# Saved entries
<<<<
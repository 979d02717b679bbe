//! Data cache: payload storage for cached subtrees.
//!
//! The [`DataCache`] trait has exactly the operations the sync core
//! needs, so a pure in-memory implementation serves tests while a
//! store-backed one (delegating to the agent's tree store) serves
//! production. Reads are checked against an [`AccessPolicy`] before any
//! payload leaves the cache.

use std::sync::Arc;

use async_trait::async_trait;
use dashmap::DashMap;
use serde_json::Value;
use thiserror::Error;

#[derive(Error, Debug)]
pub enum CacheError {
    #[error("node '{0}' is not cached")]
    NotCached(String),
    #[error("identity '{identity}' is not allowed to read '{address}'")]
    Unauthorized { identity: String, address: String },
    #[error("cache backend error: {0}")]
    Backend(String),
}

/// Authorization collaborator consulted before a cached payload is
/// returned. Implemented by the surrounding middleware; the core only
/// owns the seam.
pub trait AccessPolicy: Send + Sync {
    fn may_read(&self, identity: &str, address: &str) -> bool;
}

/// Policy that grants every read. Used by tests and trusted-local setups.
pub struct AllowAll;

impl AccessPolicy for AllowAll {
    fn may_read(&self, _identity: &str, _address: &str) -> bool {
        true
    }
}

#[async_trait]
pub trait DataCache: Send + Sync {
    /// Store or overwrite the payload for `addr`.
    async fn cache(&self, addr: &str, payload: Value) -> Result<(), CacheError>;

    /// Return the payload for `addr`, or `NotCached` if absent, or
    /// `Unauthorized` if the identity lacks read rights.
    async fn get(&self, addr: &str, identity: &str) -> Result<Value, CacheError>;

    /// Remove the payload for `addr`. Idempotent.
    async fn remove(&self, addr: &str) -> Result<(), CacheError>;
}

/// Pure in-memory data cache over a concurrent map.
pub struct InMemoryDataCache {
    nodes: DashMap<String, Value>,
    policy: Arc<dyn AccessPolicy>,
}

impl InMemoryDataCache {
    #[must_use]
    pub fn new() -> Self {
        Self::with_policy(Arc::new(AllowAll))
    }

    #[must_use]
    pub fn with_policy(policy: Arc<dyn AccessPolicy>) -> Self {
        Self {
            nodes: DashMap::new(),
            policy,
        }
    }

    /// Current payload count
    #[must_use]
    pub fn len(&self) -> usize {
        self.nodes.len()
    }

    #[must_use]
    pub fn is_empty(&self) -> bool {
        self.nodes.is_empty()
    }

    #[must_use]
    pub fn contains(&self, addr: &str) -> bool {
        self.nodes.contains_key(addr)
    }
}

impl Default for InMemoryDataCache {
    fn default() -> Self {
        Self::new()
    }
}

#[async_trait]
impl DataCache for InMemoryDataCache {
    async fn cache(&self, addr: &str, payload: Value) -> Result<(), CacheError> {
        self.nodes.insert(addr.to_string(), payload);
        Ok(())
    }

    async fn get(&self, addr: &str, identity: &str) -> Result<Value, CacheError> {
        let payload = self
            .nodes
            .get(addr)
            .ok_or_else(|| CacheError::NotCached(addr.to_string()))?;
        if !self.policy.may_read(identity, addr) {
            return Err(CacheError::Unauthorized {
                identity: identity.to_string(),
                address: addr.to_string(),
            });
        }
        Ok(payload.value().clone())
    }

    async fn remove(&self, addr: &str) -> Result<(), CacheError> {
        self.nodes.remove(addr);
        Ok(())
    }
}

#[cfg(test)]
mod tests {
    use super::*;
    use serde_json::json;

    /// Denies one specific identity, grants everyone else.
    struct DenyIdentity(&'static str);

    impl AccessPolicy for DenyIdentity {
        fn may_read(&self, identity: &str, _address: &str) -> bool {
            identity != self.0
        }
    }

    #[tokio::test]
    async fn test_cache_and_get() {
        let cache = InMemoryDataCache::new();
        cache
            .cache("/a/b", json!({"value": 1}))
            .await
            .unwrap();

        let payload = cache.get("/a/b", "agent1").await.unwrap();
        assert_eq!(payload["value"], 1);
    }

    #[tokio::test]
    async fn test_get_absent_is_not_cached() {
        let cache = InMemoryDataCache::new();
        let err = cache.get("/missing", "agent1").await.unwrap_err();
        assert!(matches!(err, CacheError::NotCached(_)));
    }

    #[tokio::test]
    async fn test_get_denied_identity() {
        let cache = InMemoryDataCache::with_policy(Arc::new(DenyIdentity("mallory")));
        cache.cache("/a", json!(1)).await.unwrap();

        assert!(cache.get("/a", "alice").await.is_ok());
        let err = cache.get("/a", "mallory").await.unwrap_err();
        assert!(matches!(err, CacheError::Unauthorized { .. }));
    }

    #[tokio::test]
    async fn test_cache_overwrites() {
        let cache = InMemoryDataCache::new();
        cache.cache("/a", json!(1)).await.unwrap();
        cache.cache("/a", json!(2)).await.unwrap();

        assert_eq!(cache.len(), 1);
        assert_eq!(cache.get("/a", "agent1").await.unwrap(), json!(2));
    }

    #[tokio::test]
    async fn test_remove_is_idempotent() {
        let cache = InMemoryDataCache::new();
        cache.cache("/a", json!(1)).await.unwrap();

        cache.remove("/a").await.unwrap();
        cache.remove("/a").await.unwrap();

        assert!(cache.is_empty());
        assert!(cache.get("/a", "agent1").await.is_err());
    }
}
>>>>
# Instructions to follow
Search the records for the word "matches" and copy out every line that holds it.

# Task result
        assert!(matches!(err, CacheError::NotCached(_)));
        assert!(matches!(err, CacheError::Unauthorized { .. }));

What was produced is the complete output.